What the exercise asks:
Find the lines below that contain the string "other". Copy each one.

::: Records for processing

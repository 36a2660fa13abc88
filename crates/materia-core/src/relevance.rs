//! Stakeholder survey relevance merge.
//!
//! Survey aggregation runs outside the engine and periodically produces a
//! per-issue relevance map. Folding it into the canonical records must not
//! disturb selection state in any way; this module is a pure list-in,
//! list-out transform.

use std::collections::BTreeMap;

use tracing::warn;

use crate::model::{IssueId, MaterialityIssue, RelevanceScore};

/// Replace every record's `stakeholder_relevance` from `relevance_by_id`.
///
/// The map is authoritative: records absent from it have their prior value
/// cleared. Values clamp into [0, 100]; non-finite values are dropped with
/// a warning and treated as absent. No other field changes, `is_material`
/// included.
#[must_use]
pub fn merge_relevance(
    canonical: &[MaterialityIssue],
    relevance_by_id: &BTreeMap<IssueId, f64>,
) -> Vec<MaterialityIssue> {
    canonical
        .iter()
        .map(|issue| {
            let mut record = issue.clone();
            record.stakeholder_relevance = relevance_by_id
                .get(&issue.id)
                .and_then(|raw| match RelevanceScore::new(*raw) {
                    Ok(score) => Some(score.value()),
                    Err(err) => {
                        warn!(id = %issue.id, "dropping stakeholder relevance: {err}");
                        None
                    }
                });
            record
        })
        .collect()
}

#[cfg(test)]
mod tests {
    use super::merge_relevance;
    use crate::model::{IssueId, MaterialityIssue};
    use std::collections::BTreeMap;

    fn issue(id: &str, material: bool) -> MaterialityIssue {
        MaterialityIssue {
            id: IssueId::new(id),
            name: id.to_uppercase(),
            description: format!("{id} description"),
            impact_relevance: 80.0,
            financial_relevance: 60.0,
            is_material: material,
            ..MaterialityIssue::default()
        }
    }

    fn relevance(pairs: &[(&str, f64)]) -> BTreeMap<IssueId, f64> {
        pairs
            .iter()
            .map(|(id, value)| (IssueId::new(*id), *value))
            .collect()
    }

    #[test]
    fn sets_relevance_and_nothing_else() {
        let canonical = vec![issue("a", true)];
        let merged = merge_relevance(&canonical, &relevance(&[("a", 42.0)]));

        assert_eq!(merged[0].stakeholder_relevance, Some(42.0));
        assert!(merged[0].is_material);
        assert_eq!(merged[0].impact_relevance, 80.0);
        assert_eq!(merged[0].financial_relevance, 60.0);
        assert_eq!(merged[0].name, canonical[0].name);
    }

    #[test]
    fn absent_ids_are_cleared() {
        let mut seeded = issue("a", false);
        seeded.stakeholder_relevance = Some(77.0);

        let merged = merge_relevance(&[seeded], &relevance(&[]));
        assert_eq!(merged[0].stakeholder_relevance, None);
    }

    #[test]
    fn values_clamp_into_range() {
        let canonical = vec![issue("a", false), issue("b", false)];
        let merged = merge_relevance(&canonical, &relevance(&[("a", 150.0), ("b", -10.0)]));

        assert_eq!(merged[0].stakeholder_relevance, Some(100.0));
        assert_eq!(merged[1].stakeholder_relevance, Some(0.0));
    }

    #[test]
    fn non_finite_values_count_as_absent() {
        let canonical = vec![issue("a", false)];
        let merged = merge_relevance(&canonical, &relevance(&[("a", f64::NAN)]));
        assert_eq!(merged[0].stakeholder_relevance, None);
    }

    #[test]
    fn input_list_is_untouched() {
        let canonical = vec![issue("a", true)];
        let before = canonical.clone();
        let _ = merge_relevance(&canonical, &relevance(&[("a", 1.0)]));
        assert_eq!(canonical, before);
    }

    #[test]
    fn preserves_order_and_length() {
        let canonical = vec![issue("c", false), issue("a", true), issue("b", false)];
        let merged = merge_relevance(&canonical, &relevance(&[("a", 5.0)]));

        assert_eq!(merged.len(), 3);
        let order: Vec<&str> = merged.iter().map(|issue| issue.id.as_str()).collect();
        assert_eq!(order, ["c", "a", "b"]);
    }
}
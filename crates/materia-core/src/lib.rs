#![forbid(unsafe_code)]
//! materia-core library.
//!
//! Core engine for double-materiality issue selection: a canonical list of
//! sustainability issues is partitioned into an *available* and a *selected*
//! pool, local edits and external recomputations race against each other,
//! and the engine arbitrates so that recent user intent always wins.
//!
//! ```text
//! host events          SelectionEngine                   collaborators
//! ───────────          ───────────────                   ─────────────
//! toggle/edit ───▶ IssueStore (ops + version) ──▶ snapshot ──▶ render layer
//! external set ──▶ Reconciler ──▶ partition() ──▶ adopt
//! survey data ───▶ merge_relevance
//! timer tick ────▶ SaveQueue ──▶ poll_save/complete_save ──▶ adapter
//! ```
//!
//! The engine owns no clock and performs no I/O: every entry point takes
//! `now_ms` and persistence runs through a poll cycle, which keeps the whole
//! crate deterministic under simulation.
//!
//! # Conventions
//!
//! - **Errors**: typed `thiserror` enums on fallible operations; `anyhow`
//!   only at construction/config boundaries.
//! - **Logging**: `tracing` macros (`warn!`, `debug!`) with structured fields.

pub mod config;
pub mod engine;
pub mod error;
pub mod model;
pub mod ops;
pub mod partition;
pub mod persist;
pub mod reconcile;
pub mod relevance;
pub mod snapshot;
pub mod state;
pub mod store;
pub mod time;

pub use config::{DebounceConfig, EngineConfig};
pub use engine::SelectionEngine;
pub use error::ErrorCode;
pub use model::{
    FieldValue, InvalidFieldValue, IssueField, IssueId, IssueTemplate, MaterialityIssue,
    ParseEnumError, RelevanceScore, TemplateCatalog,
};
pub use ops::{OpKind, OpLog, ToggleOp};
pub use partition::{PartitionDiagnostic, PartitionOutcome, Pool, partition};
pub use persist::{
    MemoryAdapter, PersistError, PersistenceAdapter, SaveBatch, SaveClass, SaveQueue, SaveStats,
};
pub use reconcile::{
    ReconcileDecision, ReconcileTrigger, Reconciler, RunReason, SkipReason,
};
pub use relevance::merge_relevance;
pub use snapshot::PartitionSnapshot;
pub use state::{ReconcileState, StateVersion};
pub use store::{AddOutcome, DeselectOutcome, IssueStore, StoreEffect, StoreError};
pub use time::now_ms;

::::::

Response to the task:
/// a warning and treated as absent. No other field changes, `is_material`
//! pool, local edits and external recomputations race against each other,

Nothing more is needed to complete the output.